**Your objective:** From the records below, take each line where the string "extra" shows up and copy it.

[Stored data]
__________
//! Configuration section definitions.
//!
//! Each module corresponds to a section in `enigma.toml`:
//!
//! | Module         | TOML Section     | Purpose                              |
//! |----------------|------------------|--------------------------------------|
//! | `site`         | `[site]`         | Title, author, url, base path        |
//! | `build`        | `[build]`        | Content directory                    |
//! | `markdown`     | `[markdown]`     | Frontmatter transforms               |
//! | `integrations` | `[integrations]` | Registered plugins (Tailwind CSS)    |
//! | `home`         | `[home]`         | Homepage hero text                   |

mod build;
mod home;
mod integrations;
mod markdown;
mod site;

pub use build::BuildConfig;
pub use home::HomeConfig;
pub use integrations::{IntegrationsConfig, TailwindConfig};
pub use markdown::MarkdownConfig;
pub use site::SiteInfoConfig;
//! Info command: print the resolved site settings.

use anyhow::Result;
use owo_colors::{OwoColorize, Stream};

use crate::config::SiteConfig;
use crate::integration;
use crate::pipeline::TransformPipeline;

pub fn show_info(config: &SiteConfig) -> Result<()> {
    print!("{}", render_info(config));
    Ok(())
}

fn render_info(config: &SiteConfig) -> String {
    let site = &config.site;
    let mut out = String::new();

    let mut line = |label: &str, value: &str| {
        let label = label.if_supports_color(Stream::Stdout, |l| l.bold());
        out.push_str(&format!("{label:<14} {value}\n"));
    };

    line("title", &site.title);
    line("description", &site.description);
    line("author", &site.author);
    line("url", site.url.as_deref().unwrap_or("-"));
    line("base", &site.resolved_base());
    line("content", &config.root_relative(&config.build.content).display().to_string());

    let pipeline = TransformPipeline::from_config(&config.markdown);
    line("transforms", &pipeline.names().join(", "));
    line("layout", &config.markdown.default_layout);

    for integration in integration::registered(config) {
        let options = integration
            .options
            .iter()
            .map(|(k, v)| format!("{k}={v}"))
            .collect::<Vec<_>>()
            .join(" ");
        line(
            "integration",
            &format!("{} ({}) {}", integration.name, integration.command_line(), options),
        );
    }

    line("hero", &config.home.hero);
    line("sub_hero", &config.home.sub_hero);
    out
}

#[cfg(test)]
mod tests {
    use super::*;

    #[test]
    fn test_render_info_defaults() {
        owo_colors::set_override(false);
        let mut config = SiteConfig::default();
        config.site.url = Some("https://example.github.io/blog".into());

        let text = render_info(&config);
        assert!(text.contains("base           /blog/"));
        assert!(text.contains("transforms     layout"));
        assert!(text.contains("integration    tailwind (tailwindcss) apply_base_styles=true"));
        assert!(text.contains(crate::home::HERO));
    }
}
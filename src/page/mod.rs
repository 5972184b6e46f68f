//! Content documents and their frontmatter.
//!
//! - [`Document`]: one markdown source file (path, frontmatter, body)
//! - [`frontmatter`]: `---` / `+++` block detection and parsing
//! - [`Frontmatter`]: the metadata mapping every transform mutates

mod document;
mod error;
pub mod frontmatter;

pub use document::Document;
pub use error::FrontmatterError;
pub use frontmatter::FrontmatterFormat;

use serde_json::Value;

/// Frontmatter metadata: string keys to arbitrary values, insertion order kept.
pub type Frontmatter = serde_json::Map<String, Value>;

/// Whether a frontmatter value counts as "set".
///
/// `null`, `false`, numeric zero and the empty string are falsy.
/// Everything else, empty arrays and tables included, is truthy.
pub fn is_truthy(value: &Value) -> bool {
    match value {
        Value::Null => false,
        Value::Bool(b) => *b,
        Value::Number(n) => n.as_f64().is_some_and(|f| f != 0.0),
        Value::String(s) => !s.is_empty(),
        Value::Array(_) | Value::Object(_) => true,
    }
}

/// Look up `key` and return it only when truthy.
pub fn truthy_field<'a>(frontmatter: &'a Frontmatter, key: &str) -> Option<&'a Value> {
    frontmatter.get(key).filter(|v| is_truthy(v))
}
__________
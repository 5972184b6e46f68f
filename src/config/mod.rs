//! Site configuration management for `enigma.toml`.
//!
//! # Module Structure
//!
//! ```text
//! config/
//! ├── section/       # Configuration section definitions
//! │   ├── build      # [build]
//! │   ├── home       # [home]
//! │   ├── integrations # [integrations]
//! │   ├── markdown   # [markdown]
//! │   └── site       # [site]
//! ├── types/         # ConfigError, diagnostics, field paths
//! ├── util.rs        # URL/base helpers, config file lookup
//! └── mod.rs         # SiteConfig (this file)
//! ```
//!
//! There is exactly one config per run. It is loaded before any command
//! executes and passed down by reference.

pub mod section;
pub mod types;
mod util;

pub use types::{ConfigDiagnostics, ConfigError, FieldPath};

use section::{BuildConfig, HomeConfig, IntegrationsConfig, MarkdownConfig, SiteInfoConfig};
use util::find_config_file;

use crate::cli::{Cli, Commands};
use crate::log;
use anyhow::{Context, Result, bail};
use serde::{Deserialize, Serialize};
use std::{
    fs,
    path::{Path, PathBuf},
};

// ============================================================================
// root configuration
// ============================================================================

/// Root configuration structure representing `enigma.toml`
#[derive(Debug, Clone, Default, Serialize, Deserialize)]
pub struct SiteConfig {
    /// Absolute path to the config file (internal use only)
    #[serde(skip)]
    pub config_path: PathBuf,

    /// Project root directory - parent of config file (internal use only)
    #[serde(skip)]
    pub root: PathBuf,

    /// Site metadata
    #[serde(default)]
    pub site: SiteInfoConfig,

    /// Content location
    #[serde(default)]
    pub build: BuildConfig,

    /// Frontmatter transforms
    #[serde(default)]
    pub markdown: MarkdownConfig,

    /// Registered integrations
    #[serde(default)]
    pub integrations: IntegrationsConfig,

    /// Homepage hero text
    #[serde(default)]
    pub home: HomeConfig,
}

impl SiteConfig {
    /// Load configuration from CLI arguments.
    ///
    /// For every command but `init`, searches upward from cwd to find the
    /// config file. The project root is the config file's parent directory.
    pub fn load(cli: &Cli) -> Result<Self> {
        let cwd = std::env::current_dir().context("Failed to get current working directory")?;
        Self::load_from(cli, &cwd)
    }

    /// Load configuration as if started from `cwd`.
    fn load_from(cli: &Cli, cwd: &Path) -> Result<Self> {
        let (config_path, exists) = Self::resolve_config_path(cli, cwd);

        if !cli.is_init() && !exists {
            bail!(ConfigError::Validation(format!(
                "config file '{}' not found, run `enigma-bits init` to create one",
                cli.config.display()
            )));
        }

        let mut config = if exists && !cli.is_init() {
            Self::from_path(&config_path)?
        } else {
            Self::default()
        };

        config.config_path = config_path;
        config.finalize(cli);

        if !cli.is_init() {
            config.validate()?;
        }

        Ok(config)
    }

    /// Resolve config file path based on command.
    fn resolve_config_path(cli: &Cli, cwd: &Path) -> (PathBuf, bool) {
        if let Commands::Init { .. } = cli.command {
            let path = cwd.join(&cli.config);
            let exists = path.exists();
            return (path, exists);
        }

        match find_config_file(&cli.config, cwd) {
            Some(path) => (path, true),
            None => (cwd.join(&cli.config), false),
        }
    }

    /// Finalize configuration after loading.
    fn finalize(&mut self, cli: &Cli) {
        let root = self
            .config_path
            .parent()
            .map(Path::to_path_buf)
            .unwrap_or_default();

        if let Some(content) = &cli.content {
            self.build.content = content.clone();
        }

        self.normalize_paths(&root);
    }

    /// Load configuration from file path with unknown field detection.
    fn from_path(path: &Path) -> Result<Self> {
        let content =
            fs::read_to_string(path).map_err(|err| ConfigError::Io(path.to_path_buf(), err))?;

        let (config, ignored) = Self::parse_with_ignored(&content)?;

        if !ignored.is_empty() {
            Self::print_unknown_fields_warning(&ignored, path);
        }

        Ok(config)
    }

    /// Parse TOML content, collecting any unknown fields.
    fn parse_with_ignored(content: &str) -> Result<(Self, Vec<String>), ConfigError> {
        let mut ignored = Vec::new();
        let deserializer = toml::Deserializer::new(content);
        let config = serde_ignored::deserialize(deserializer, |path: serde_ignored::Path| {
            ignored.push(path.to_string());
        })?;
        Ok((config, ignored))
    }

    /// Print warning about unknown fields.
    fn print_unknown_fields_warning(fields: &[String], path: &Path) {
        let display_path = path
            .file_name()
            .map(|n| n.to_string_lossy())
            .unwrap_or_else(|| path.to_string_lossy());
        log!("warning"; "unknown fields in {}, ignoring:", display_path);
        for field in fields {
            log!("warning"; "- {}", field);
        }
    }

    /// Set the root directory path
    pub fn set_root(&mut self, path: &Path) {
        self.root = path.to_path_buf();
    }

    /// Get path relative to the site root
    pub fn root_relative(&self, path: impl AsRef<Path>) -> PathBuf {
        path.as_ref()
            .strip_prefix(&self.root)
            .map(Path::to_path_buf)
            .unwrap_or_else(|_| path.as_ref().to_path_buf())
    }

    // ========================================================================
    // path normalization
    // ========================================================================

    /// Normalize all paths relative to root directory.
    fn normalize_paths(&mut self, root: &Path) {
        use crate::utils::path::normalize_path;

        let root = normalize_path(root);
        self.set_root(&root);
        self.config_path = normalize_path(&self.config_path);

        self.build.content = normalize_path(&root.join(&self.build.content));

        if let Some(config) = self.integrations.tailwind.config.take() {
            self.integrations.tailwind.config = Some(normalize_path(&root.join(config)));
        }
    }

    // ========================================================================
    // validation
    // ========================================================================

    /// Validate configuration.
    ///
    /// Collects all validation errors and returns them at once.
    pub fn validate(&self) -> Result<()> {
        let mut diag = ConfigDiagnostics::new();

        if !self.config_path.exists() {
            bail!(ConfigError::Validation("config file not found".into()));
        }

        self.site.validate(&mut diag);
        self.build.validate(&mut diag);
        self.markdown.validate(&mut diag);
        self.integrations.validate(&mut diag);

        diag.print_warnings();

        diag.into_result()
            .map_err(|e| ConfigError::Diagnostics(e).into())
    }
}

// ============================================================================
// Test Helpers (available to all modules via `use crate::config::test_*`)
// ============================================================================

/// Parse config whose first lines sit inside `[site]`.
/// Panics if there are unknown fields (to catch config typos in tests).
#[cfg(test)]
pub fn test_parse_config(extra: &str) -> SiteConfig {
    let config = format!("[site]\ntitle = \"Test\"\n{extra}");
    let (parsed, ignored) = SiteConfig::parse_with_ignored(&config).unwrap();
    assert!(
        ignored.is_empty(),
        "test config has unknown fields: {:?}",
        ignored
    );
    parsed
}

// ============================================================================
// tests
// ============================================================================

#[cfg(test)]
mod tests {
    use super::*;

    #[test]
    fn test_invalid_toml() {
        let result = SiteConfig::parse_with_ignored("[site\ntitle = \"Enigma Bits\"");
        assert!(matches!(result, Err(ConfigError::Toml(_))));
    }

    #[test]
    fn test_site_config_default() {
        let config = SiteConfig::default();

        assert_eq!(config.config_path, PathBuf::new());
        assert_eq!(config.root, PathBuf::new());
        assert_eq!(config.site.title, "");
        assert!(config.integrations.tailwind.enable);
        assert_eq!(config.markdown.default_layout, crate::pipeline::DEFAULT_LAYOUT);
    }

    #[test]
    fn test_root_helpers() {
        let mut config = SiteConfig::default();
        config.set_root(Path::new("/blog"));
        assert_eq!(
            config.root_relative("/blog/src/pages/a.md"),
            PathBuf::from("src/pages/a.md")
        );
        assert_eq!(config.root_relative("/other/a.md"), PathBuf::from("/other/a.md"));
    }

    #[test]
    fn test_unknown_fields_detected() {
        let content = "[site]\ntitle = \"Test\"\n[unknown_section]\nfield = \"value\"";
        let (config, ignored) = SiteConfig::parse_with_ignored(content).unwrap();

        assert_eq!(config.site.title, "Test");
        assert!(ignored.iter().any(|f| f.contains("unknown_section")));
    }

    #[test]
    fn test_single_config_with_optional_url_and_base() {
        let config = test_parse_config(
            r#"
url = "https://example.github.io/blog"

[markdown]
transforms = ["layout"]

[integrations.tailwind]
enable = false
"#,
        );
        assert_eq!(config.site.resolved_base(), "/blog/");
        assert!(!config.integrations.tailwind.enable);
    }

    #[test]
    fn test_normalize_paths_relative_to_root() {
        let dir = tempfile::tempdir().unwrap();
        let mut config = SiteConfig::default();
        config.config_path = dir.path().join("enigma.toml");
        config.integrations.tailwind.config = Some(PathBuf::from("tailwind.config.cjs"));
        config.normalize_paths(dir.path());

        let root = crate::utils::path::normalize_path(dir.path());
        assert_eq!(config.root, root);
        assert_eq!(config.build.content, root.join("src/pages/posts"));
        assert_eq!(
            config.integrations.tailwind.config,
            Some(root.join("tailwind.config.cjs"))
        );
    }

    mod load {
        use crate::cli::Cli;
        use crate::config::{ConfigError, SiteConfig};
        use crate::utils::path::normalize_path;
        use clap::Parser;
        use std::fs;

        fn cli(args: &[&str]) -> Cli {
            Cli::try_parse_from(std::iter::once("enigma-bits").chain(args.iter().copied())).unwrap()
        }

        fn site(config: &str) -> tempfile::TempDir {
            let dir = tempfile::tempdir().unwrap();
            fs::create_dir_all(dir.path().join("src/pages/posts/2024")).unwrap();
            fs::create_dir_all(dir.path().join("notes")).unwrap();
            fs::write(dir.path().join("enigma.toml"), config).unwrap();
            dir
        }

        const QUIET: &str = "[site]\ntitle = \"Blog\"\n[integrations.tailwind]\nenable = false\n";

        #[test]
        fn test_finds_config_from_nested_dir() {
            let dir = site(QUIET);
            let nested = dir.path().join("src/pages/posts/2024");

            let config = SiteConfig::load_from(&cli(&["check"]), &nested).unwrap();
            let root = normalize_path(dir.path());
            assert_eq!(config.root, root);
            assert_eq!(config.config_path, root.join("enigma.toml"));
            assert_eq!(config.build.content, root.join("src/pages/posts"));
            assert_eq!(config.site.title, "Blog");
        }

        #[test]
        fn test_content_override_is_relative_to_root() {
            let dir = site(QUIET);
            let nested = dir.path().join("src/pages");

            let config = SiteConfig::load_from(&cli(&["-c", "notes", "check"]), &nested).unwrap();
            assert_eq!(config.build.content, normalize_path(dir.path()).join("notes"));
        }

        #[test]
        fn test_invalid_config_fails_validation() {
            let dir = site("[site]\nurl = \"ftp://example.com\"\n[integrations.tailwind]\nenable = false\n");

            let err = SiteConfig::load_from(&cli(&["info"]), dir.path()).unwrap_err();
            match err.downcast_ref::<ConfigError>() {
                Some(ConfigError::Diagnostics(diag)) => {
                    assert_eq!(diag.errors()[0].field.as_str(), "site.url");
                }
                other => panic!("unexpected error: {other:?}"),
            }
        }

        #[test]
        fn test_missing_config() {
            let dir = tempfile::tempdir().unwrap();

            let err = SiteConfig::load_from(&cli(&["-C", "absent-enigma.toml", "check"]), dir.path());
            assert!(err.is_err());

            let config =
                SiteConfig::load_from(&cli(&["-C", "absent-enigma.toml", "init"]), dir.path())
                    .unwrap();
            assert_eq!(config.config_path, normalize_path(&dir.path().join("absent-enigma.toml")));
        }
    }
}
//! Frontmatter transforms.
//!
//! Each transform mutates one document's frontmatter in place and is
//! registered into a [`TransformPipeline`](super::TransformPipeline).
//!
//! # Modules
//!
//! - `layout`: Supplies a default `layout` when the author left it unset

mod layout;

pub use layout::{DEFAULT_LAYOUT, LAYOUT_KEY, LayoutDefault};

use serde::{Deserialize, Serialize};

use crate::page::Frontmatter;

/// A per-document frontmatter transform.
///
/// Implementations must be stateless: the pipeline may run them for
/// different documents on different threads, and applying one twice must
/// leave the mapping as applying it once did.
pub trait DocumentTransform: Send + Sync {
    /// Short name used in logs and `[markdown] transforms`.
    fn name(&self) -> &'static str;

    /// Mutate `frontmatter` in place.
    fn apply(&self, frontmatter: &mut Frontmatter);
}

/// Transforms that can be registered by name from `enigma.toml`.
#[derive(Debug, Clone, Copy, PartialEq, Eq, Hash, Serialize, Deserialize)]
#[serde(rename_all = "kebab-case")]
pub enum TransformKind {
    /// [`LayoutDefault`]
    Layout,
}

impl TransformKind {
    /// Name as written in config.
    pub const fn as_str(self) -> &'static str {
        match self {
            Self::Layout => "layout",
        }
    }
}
__________
**Answer for the task:**
pub fn test_parse_config(extra: &str) -> SiteConfig {
    let config = format!("[site]\ntitle = \"Test\"\n{extra}");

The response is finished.